Aparte de aquellos que cometieron delitos y cumplieron con los dictados de la ley, como es justo y debe ser, también es cierto que examinar las razones por las que muchos de ellos acabaron siendo huéspedes de mazmorras, algunas de ellas muy célebres hoy gracias a sus estancias, aporta una radiografía indirecta del momento en que vivieron. Oscar Wilde acabó mal parado por mantener relaciones con un chico de alta cuna en un momento en el que la homosexualidad era tabú en Inglaterra; Jack London fue acusado de «vagabundear» en Estados Unidos, donde la gente pobre suele ser sospechosa siempre; Casanova estuvo en Los Plomos, la cárcel de Venecia, por algo tan neblinoso como «desprecio a la religión» (durante ese tiempo desarrolló la idea de encabezar un levantamiento del pueblo para masacrar a todos los aristócratas); y Franz Hessel, el marido que completaba el trío con Jules y Jim, estuvo recluido «por su condición de judío».

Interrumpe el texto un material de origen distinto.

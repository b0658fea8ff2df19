//! The board's register map.
//!
//! The lab bitstreams instantiate every peripheral at a fixed base address,
//! so this module plays the role a generated peripheral-access crate would
//! play for a commercial chip: `#[repr(C)]` register blocks, volatile
//! accessors, and the bit assignments of each control word.
//!
//! All registers are 32 bits wide on the bus. Several peripherals only
//! decode the low 8 or 16 bits; that is noted per block.

use core::cell::UnsafeCell;
use core::ptr;

/// A single memory-mapped register.
///
/// Reads and writes always go through `ptr::{read,write}_volatile`, so the
/// compiler can neither elide nor reorder them relative to other register
/// accesses.
#[repr(transparent)]
pub struct Reg<T: Copy>(UnsafeCell<T>);

impl<T: Copy> Reg<T> {
    #[inline(always)]
    pub fn read(&self) -> T {
        // Safety: the pointer comes from a live register block mapping.
        unsafe { ptr::read_volatile(self.0.get()) }
    }

    #[inline(always)]
    pub fn write(&self, value: T) {
        // Safety: as above.
        unsafe { ptr::write_volatile(self.0.get(), value) }
    }
}

// Safety: every access is volatile and the hardware tolerates concurrent
// accesses from ISRs and thread code; interlocking beyond that is the
// drivers' job.
unsafe impl<T: Copy> Sync for Reg<T> {}

const LEDS_BASE: usize = 0x1000_0010;
const SIMPLEPIO_BASE: usize = 0x1000_0020;
const SYS_TIMER_BASE: usize = 0x1000_0040;
const UART_BASE: usize = 0x1000_0060;
const INTC_BASE: usize = 0x1000_0080;
const LCD_BASE: usize = 0x1000_1000;
const PERF_BASE: usize = 0x0100_1000;

/// Interval timer. The period registers hold a 32-bit reload value split
/// into two 16-bit halves, little end first.
#[repr(C)]
pub struct TimerRegs {
    /// Bit 0: timeout occurred (level IRQ source). Any write clears it.
    /// Bit 1: running.
    pub status: Reg<u32>,
    /// See [`timer_ctrl`].
    pub control: Reg<u32>,
    pub period_lo: Reg<u32>,
    pub period_hi: Reg<u32>,
}

/// Control word bits of the interval timer.
pub mod timer_ctrl {
    /// Interrupt on timeout.
    pub const ITO: u32 = 1 << 0;
    /// Reload the period and keep counting on timeout.
    pub const CONT: u32 = 1 << 1;
    pub const START: u32 = 1 << 2;
    pub const STOP: u32 = 1 << 3;
}

/// Simple PIO block, 8 significant bits. A set direction bit makes the
/// corresponding pin an output.
#[repr(C)]
pub struct PioRegs {
    pub data: Reg<u32>,
    pub direction: Reg<u32>,
}

/// The red LED bank next to the seven-segment displays. 8 significant
/// bits, output only.
#[repr(C)]
pub struct LedRegs {
    pub data: Reg<u32>,
}

/// Console UART bridged to the debug probe.
#[repr(C)]
pub struct UartRegs {
    /// Low 8 bits: transmit on write, receive on read.
    pub data: Reg<u32>,
    /// Bits 31:16: remaining write FIFO space.
    pub control: Reg<u32>,
}

impl UartRegs {
    #[inline(always)]
    pub fn write_space(&self) -> u32 {
        self.control.read() >> 16
    }
}

/// Interrupt controller in front of the core's machine-external line.
/// One bit per request line; see [`IrqLine`](crate::irq::IrqLine).
#[repr(C)]
pub struct IntcRegs {
    pub enable: Reg<u32>,
    /// Level-sensitive image of the peripherals' request lines, masked by
    /// `enable`. Clears when the source peripheral is acknowledged.
    pub pending: Reg<u32>,
}

/// LCD controller, both generations. The plain slave decodes `command`,
/// `data`, and `control` (16 significant bits each); the DMA-capable
/// variant adds the image registers and the DMA/IRQ control bits.
#[repr(C)]
pub struct LcdRegs {
    pub command: Reg<u32>,
    pub data: Reg<u32>,
    /// See [`lcd_ctrl`].
    pub control: Reg<u32>,
    /// Pixels per panel line, for the DMA address generator.
    pub pix_per_line: Reg<u32>,
    /// Width in pixels of the image being transferred.
    pub img_width: Reg<u32>,
    /// Bus address of the first pixel.
    pub img_addr: Reg<u32>,
    /// Total number of pixels to transfer.
    pub img_size: Reg<u32>,
}

/// Control word bits of the LCD controller.
///
/// The bus width defaults to 16 bits after reset, so there is no "16-bit"
/// bit to set; writing the control word with `EIGHT_BIT` clear selects it.
pub mod lcd_ctrl {
    pub const EIGHT_BIT: u32 = 1 << 0;
    /// Holds the panel in reset while set.
    pub const RESET: u32 = 1 << 1;
    /// Self-clearing DMA kick (DMA-capable controller only).
    pub const START_DMA: u32 = 1 << 2;
    /// Source pixels are RGB565 rather than the legacy 8-bit format.
    pub const RGB565: u32 = 1 << 3;
    /// Convert source pixels to grayscale on the fly.
    pub const GRAYSCALE_SRC: u32 = 1 << 4;
    /// Raise the completion interrupt at end of transfer.
    pub const IRQ_ENABLE: u32 = 1 << 5;
    /// Acknowledge the completion interrupt.
    pub const IRQ_ACK: u32 = 1 << 6;
}

/// One section of the performance counter bank. Time counts CPU cycles and
/// is frozen while the section is not running.
#[repr(C)]
pub struct PerfSectionRegs {
    pub time_lo: Reg<u32>,
    pub time_hi: Reg<u32>,
    /// Number of begin events seen by this section.
    pub occurrences: Reg<u32>,
    /// Write 1 to begin, 0 to end. For section 0 (the global section) this
    /// starts/stops the whole bank; writing to `time_lo` of section 0
    /// resets every counter.
    pub ctrl: Reg<u32>,
}

impl PerfSectionRegs {
    /// Coherent 64-bit read of a counter that may be ticking underneath us.
    pub fn time(&self) -> u64 {
        loop {
            let hi = self.time_hi.read();
            let lo = self.time_lo.read();
            if self.time_hi.read() == hi {
                return (u64::from(hi) << 32) | u64::from(lo);
            }
        }
    }
}

/// The performance counter bank: the global section plus seven numbered
/// measurement sections.
#[repr(C)]
pub struct PerfRegs {
    pub sections: [PerfSectionRegs; 8],
}

macro_rules! reg_block {
    ($(#[$attr:meta])* $name:ident, $block:ty, $base:expr) => {
        $(#[$attr])*
        ///
        /// # Safety
        ///
        /// Returns a shared reference out of thin air; the caller is
        /// responsible for not creating conflicting drivers for the block.
        #[inline(always)]
        pub unsafe fn $name() -> &'static $block {
            &*($base as *const $block)
        }
    };
}

reg_block!(
    /// The interval timer block.
    timer, TimerRegs, SYS_TIMER_BASE);
reg_block!(
    /// The simple PIO block.
    pio, PioRegs, SIMPLEPIO_BASE);
reg_block!(
    /// The LED bank.
    leds, LedRegs, LEDS_BASE);
reg_block!(
    /// The console UART.
    uart, UartRegs, UART_BASE);
reg_block!(
    /// The interrupt controller.
    intc, IntcRegs, INTC_BASE);
reg_block!(
    /// The LCD controller.
    lcd, LcdRegs, LCD_BASE);
reg_block!(
    /// The performance counter bank.
    perf, PerfRegs, PERF_BASE);
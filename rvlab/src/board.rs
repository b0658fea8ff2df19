//! One-time hand-out of the board's peripherals.

use core::sync::atomic::{AtomicBool, Ordering};

use crate::lcd::Lcd;
use crate::perf::PerfBank;
use crate::pio::{Leds, SimplePio};
use crate::timer::SysTimer;

/// Everything the bitstream wires up, as owned driver values.
pub struct Board {
    pub timer: SysTimer,
    pub pio: SimplePio,
    pub leds: Leds,
    pub lcd: Lcd,
    pub perf: PerfBank,
}

static TAKEN: AtomicBool = AtomicBool::new(false);

/// Hands out the board singleton. Returns `None` on every call after the
/// first, which keeps two pieces of code from driving the same registers
/// by accident.
pub fn take_board() -> Option<Board> {
    if TAKEN.swap(true, Ordering::AcqRel) {
        None
    } else {
        Some(Board {
            timer: SysTimer::new(),
            pio: SimplePio::new(),
            leds: Leds::new(),
            lcd: Lcd::new(),
            perf: PerfBank::new(),
        })
    }
}
//! Interval timer driver.
//!
//! The timer reloads its 32-bit period and keeps counting when started in
//! continuous mode, raising a level interrupt on each timeout. The lab
//! programs use it as their only time base.

use crate::device::{self, timer_ctrl, TimerRegs};
use crate::CPU_HZ;

pub struct SysTimer {
    _priv: (),
}

impl SysTimer {
    pub(crate) fn new() -> Self {
        SysTimer { _priv: () }
    }

    fn regs(&self) -> &'static TimerRegs {
        // Safety: construction of SysTimer is gated through take_board.
        unsafe { device::timer() }
    }

    /// Stops the counter and masks its interrupt at the source.
    ///
    /// The control register is write-only, so this clobbers any previous
    /// mode bits; that is fine for the fixed setups used here.
    pub fn stop(&mut self) {
        self.regs().control.write(timer_ctrl::STOP);
    }

    /// Programs the reload value, in CPU cycles. The hardware counts
    /// `cycles + 1` per period.
    pub fn set_period_cycles(&mut self, cycles: u32) {
        let regs = self.regs();
        regs.period_lo.write(cycles & 0xFFFF);
        regs.period_hi.write(cycles >> 16);
    }

    /// Programs the reload value, in milliseconds of wall time.
    pub fn set_period_ms(&mut self, ms: u32) {
        self.set_period_cycles(ms * (CPU_HZ / 1000) - 1);
    }

    /// Starts the timer in continuous mode with the timeout interrupt
    /// enabled. Pair with an [`crate::irq::register`]ed handler that calls
    /// [`acknowledge`].
    pub fn start_with_irq(&mut self) {
        self.regs()
            .control
            .write(timer_ctrl::ITO | timer_ctrl::CONT | timer_ctrl::START);
    }

}

/// Acknowledges the timeout interrupt by clearing the status register.
///
/// This is a free function rather than a method so interrupt handlers can
/// call it without holding the `SysTimer` value, which lives with the main
/// loop. A stray extra acknowledge is harmless.
pub fn acknowledge() {
    // Safety: a status-register write is the architecturally blessed way
    // to drop the request line, whoever performs it.
    unsafe { device::timer() }.status.write(0);
}
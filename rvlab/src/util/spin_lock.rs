//! Spinlocks over atomic swaps, for sharing state between interrupt
//! handlers and the main loop.
//!
//! The labs' recurring shape is a handler that produces a counter-and-flag
//! pair and a polling loop that consumes it. `SpinLock` makes that handoff
//! a compiler-checked unit instead of two bare globals: whoever holds the
//! guard sees both fields move together.
//!
//! Locking never blocks politely; it either succeeds or it doesn't. On the
//! single-hart board the discipline is:
//!
//! - interrupt handlers may `lock()` only state that thread code touches
//!   exclusively inside [`crate::irq::free`] windows, so the spin can
//!   never be entered;
//! - thread code may `try_lock()` anything, and must be prepared for
//!   `Contended` when it races a handler.

use core::cell::UnsafeCell;
use core::sync::atomic::{AtomicBool, Ordering};

/// A `T` that can't be accessed concurrently or reentrantly.
#[derive(Debug)]
pub struct SpinLock<T: ?Sized> {
    locked: AtomicBool,
    contents: UnsafeCell<T>,
}

// Safety: the lock hands out at most one &mut at a time.
unsafe impl<T: Send + ?Sized> Sync for SpinLock<T> {}

impl<T> SpinLock<T> {
    pub const fn new(contents: T) -> Self {
        SpinLock {
            locked: AtomicBool::new(false),
            contents: UnsafeCell::new(contents),
        }
    }
}

#[derive(Copy, Clone, Debug, Eq, PartialEq)]
pub enum SpinLockError {
    /// Somebody else holds the guard right now.
    Contended,
}

impl<T: ?Sized + Send> SpinLock<T> {
    /// Attempts to take the lock without spinning.
    pub fn try_lock(&self) -> Result<SpinLockGuard<T>, SpinLockError> {
        if self.locked.swap(true, Ordering::Acquire) {
            Err(SpinLockError::Contended)
        } else {
            // We observed the false->true transition, so the contents are
            // ours until the guard drops.
            Ok(SpinLockGuard {
                locked: &self.locked,
                // Safety: the swap above is the exclusion proof.
                contents: unsafe { &mut *self.contents.get() },
            })
        }
    }

    /// Takes the lock, spinning until it's free. See the module docs for
    /// when spinning is and isn't allowed to happen.
    pub fn lock(&self) -> SpinLockGuard<T> {
        loop {
            match self.try_lock() {
                Ok(guard) => return guard,
                Err(SpinLockError::Contended) => continue,
            }
        }
    }
}

/// Exclusive access to the contents of a [`SpinLock`]; unlocks on drop.
#[must_use = "if dropped, the spinlock will immediately unlock"]
#[derive(Debug)]
pub struct SpinLockGuard<'a, T: ?Sized> {
    locked: &'a AtomicBool,
    contents: &'a mut T,
}

impl<'a, T: ?Sized> core::ops::Deref for SpinLockGuard<'a, T> {
    type Target = T;
    fn deref(&self) -> &T {
        self.contents
    }
}

impl<'a, T: ?Sized> core::ops::DerefMut for SpinLockGuard<'a, T> {
    fn deref_mut(&mut self) -> &mut T {
        self.contents
    }
}

impl<'a, T: ?Sized> Drop for SpinLockGuard<'a, T> {
    fn drop(&mut self) {
        self.locked.store(false, Ordering::Release);
    }
}

#[cfg(test)]
mod tests {
    use super::*;

    #[test]
    fn uncontended_lock_and_mutate() {
        let lock = SpinLock::new(0u32);
        *lock.lock() += 1;
        assert_eq!(*lock.lock(), 1);
    }

    #[test]
    fn second_lock_is_contended_until_drop() {
        let lock = SpinLock::new(());
        let guard = lock.try_lock().unwrap();
        assert_eq!(lock.try_lock().unwrap_err(), SpinLockError::Contended);
        drop(guard);
        assert!(lock.try_lock().is_ok());
    }

    #[test]
    fn guard_sees_both_fields_together() {
        struct Ticks {
            count: u32,
            fresh: bool,
        }
        let shared = SpinLock::new(Ticks {
            count: 0,
            fresh: false,
        });

        {
            let mut t = shared.lock();
            t.count += 1;
            t.fresh = true;
        }

        let mut t = shared.lock();
        assert_eq!(t.count, 1);
        assert!(t.fresh);
        t.fresh = false;
    }
}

En el polo opuesto nos encontramos a Ezra Pound, por sus proclamas radiofónicas contra la «plutocracia hebrea norteamericana», o Céline, que difundió libelos antisemitas durante el auge del nazismo. El pecado era claro, pero como fue común en un hombre tan destemplado se defendió de una manera un tanto particular: llamando al juez «chupasangre» y «lameculos».